■ **What is needed**: Return the lines below that contain the word "Some".
==== Information shown ====
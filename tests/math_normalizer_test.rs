//! MathML 归一化的翻译表与逐元素恢复测试

use worksheet_pdf::error::{AppError, RenderError};
use worksheet_pdf::MathNormalizer;

fn normalizer() -> MathNormalizer {
    MathNormalizer::new().expect("创建归一化服务失败")
}

#[test]
fn html_without_math_passes_through_unchanged() {
    let n = normalizer();
    let html = "<p>Plain <b>text</b> with no formulas.</p>";
    assert_eq!(n.normalize(html), html);
}

#[test]
fn simple_superscript_is_rendered_inline() {
    let n = normalizer();
    let html = "<p>Consider <math><mi>x</mi><msup><mn>2</mn></msup></math> here.</p>";

    let output = n.normalize(html);

    // 公式被 KaTeX 输出替换，并包在标记元素里
    assert!(output.contains(r#"<span class="math-rendered">"#));
    assert!(output.contains("katex"));
    assert!(!output.contains("<math>"));
    // 周围的内容原样保留
    assert!(output.starts_with("<p>Consider "));
    assert!(output.ends_with(" here.</p>"));
}

#[test]
fn tag_substitution_table_matches_the_dialect() {
    let n = normalizer();

    assert_eq!(
        n.convert_math_to_tex("<mi>x</mi><msup><mn>2</mn></msup>")
            .expect("翻译应该成功"),
        "x^{2}"
    );
    assert_eq!(
        n.convert_math_to_tex("<mrow><mi>a</mi><mo>+</mo><mi>b</mi></mrow>")
            .expect("翻译应该成功"),
        "{a+b}"
    );
    assert_eq!(
        n.convert_math_to_tex("<mi>a</mi><msub><mn>1</mn></msub>")
            .expect("翻译应该成功"),
        "a_{1}"
    );
}

#[test]
fn html_entities_are_unescaped_in_tex() {
    let n = normalizer();

    assert_eq!(
        n.convert_math_to_tex("<mi>x</mi><mo>&lt;</mo><mn>3</mn>")
            .expect("翻译应该成功"),
        "x<3"
    );
    assert_eq!(
        n.convert_math_to_tex("<mo>&amp;</mo>").expect("翻译应该成功"),
        "&"
    );
}

#[test]
fn unsupported_tag_fails_the_element_translation() {
    let n = normalizer();

    let result = n.convert_math_to_tex("<mfrac><mn>1</mn><mn>2</mn></mfrac>");
    assert!(matches!(
        result,
        Err(AppError::Render(RenderError::MathUnsupportedTag { ref tag })) if tag == "mfrac"
    ));
}

#[test]
fn unsupported_element_is_left_literally_in_the_document() {
    let n = normalizer();
    let html = "<p>A</p><math><mfrac><mn>1</mn><mn>2</mn></mfrac></math><p>B</p>";

    let output = n.normalize(html);

    // 失败的元素原样保留，其余内容不受影响
    assert_eq!(output, html);
}

#[test]
fn nested_math_is_a_translation_failure() {
    let n = normalizer();

    let result = n.convert_math_to_tex("<mrow><math><mi>x</mi></math></mrow>");
    assert!(matches!(
        result,
        Err(AppError::Render(RenderError::MathNested))
    ));

    // normalize 层面：外层元素整体原样保留
    let html = "<math><mrow><math><mi>x</mi></math></mrow></math>";
    let output = n.normalize(html);
    assert!(output.contains("<math><mrow>"));
    assert!(!output.contains("math-rendered"));
}

#[test]
fn one_failing_element_does_not_block_its_neighbours() {
    let n = normalizer();
    let html = concat!(
        "<math><mi>x</mi><msup><mn>2</mn></msup></math>",
        "<math><mfrac><mn>1</mn><mn>2</mn></mfrac></math>",
        "<math><mi>y</mi></math>",
    );

    let output = n.normalize(html);

    // 第 1、3 个公式渲染成功，第 2 个原样保留
    assert_eq!(output.matches("math-rendered").count(), 2);
    assert!(output.contains("<math><mfrac>"));
}
pub mod render_job;
pub mod worksheet_flow;

pub use render_job::{PageImage, PageRole, RenderJob, RenderPage};
pub use worksheet_flow::{
    CancelHandle, Cursor, FlowOutcome, GeneratorState, Pass, WorksheetFlow,
};
//! 列表查询条件到 PostgREST 查询参数的翻译
//!
//! 纯函数，不发请求，单独测试

/// 题目列表的筛选条件
///
/// subject / level 是精确匹配，title 是子串匹配，
/// search 在题目正文和参考编号两个字段上做子串搜索
#[derive(Debug, Clone, Default)]
pub struct QuestionFilter {
    pub subject: Option<String>,
    pub level: Option<String>,
    pub title: Option<String>,
    pub search: Option<String>,
}

impl QuestionFilter {
    /// 翻译为 PostgREST 查询参数
    pub fn to_query_params(&self) -> Vec<(String, String)> {
        let mut params = Vec::new();

        if let Some(subject) = &self.subject {
            params.push(("subject".to_string(), format!("eq.{}", subject)));
        }
        if let Some(level) = &self.level {
            params.push(("level".to_string(), format!("eq.{}", level)));
        }
        if let Some(title) = &self.title {
            params.push(("question_title".to_string(), format!("ilike.*{}*", title)));
        }
        if let Some(search) = &self.search {
            params.push((
                "or".to_string(),
                format!(
                    "(question_body.ilike.*{}*,reference_code.ilike.*{}*)",
                    search, search
                ),
            ));
        }

        params
    }
}

/// 偏移式分页（页码从 1 开始）
#[derive(Debug, Clone, Copy)]
pub struct PageQuery {
    pub page: usize,
    pub per_page: usize,
}

impl PageQuery {
    pub fn new(page: usize, per_page: usize) -> Self {
        Self {
            page: page.max(1),
            per_page,
        }
    }

    /// 该页第一行的偏移量
    pub fn offset(&self) -> usize {
        (self.page - 1) * self.per_page
    }
}

/// 解析 Content-Range 头中的精确总数
///
/// PostgREST 在 Prefer: count=exact 时返回形如 "0-9/57" 或 "*/0" 的值
pub fn parse_content_range_total(header: &str) -> Option<usize> {
    header.rsplit('/').next()?.trim().parse().ok()
}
====
■ **Task output**:
        if let Some(subject) = &self.subject {
        if let Some(level) = &self.level {
        if let Some(title) = &self.title {
        if let Some(search) = &self.search {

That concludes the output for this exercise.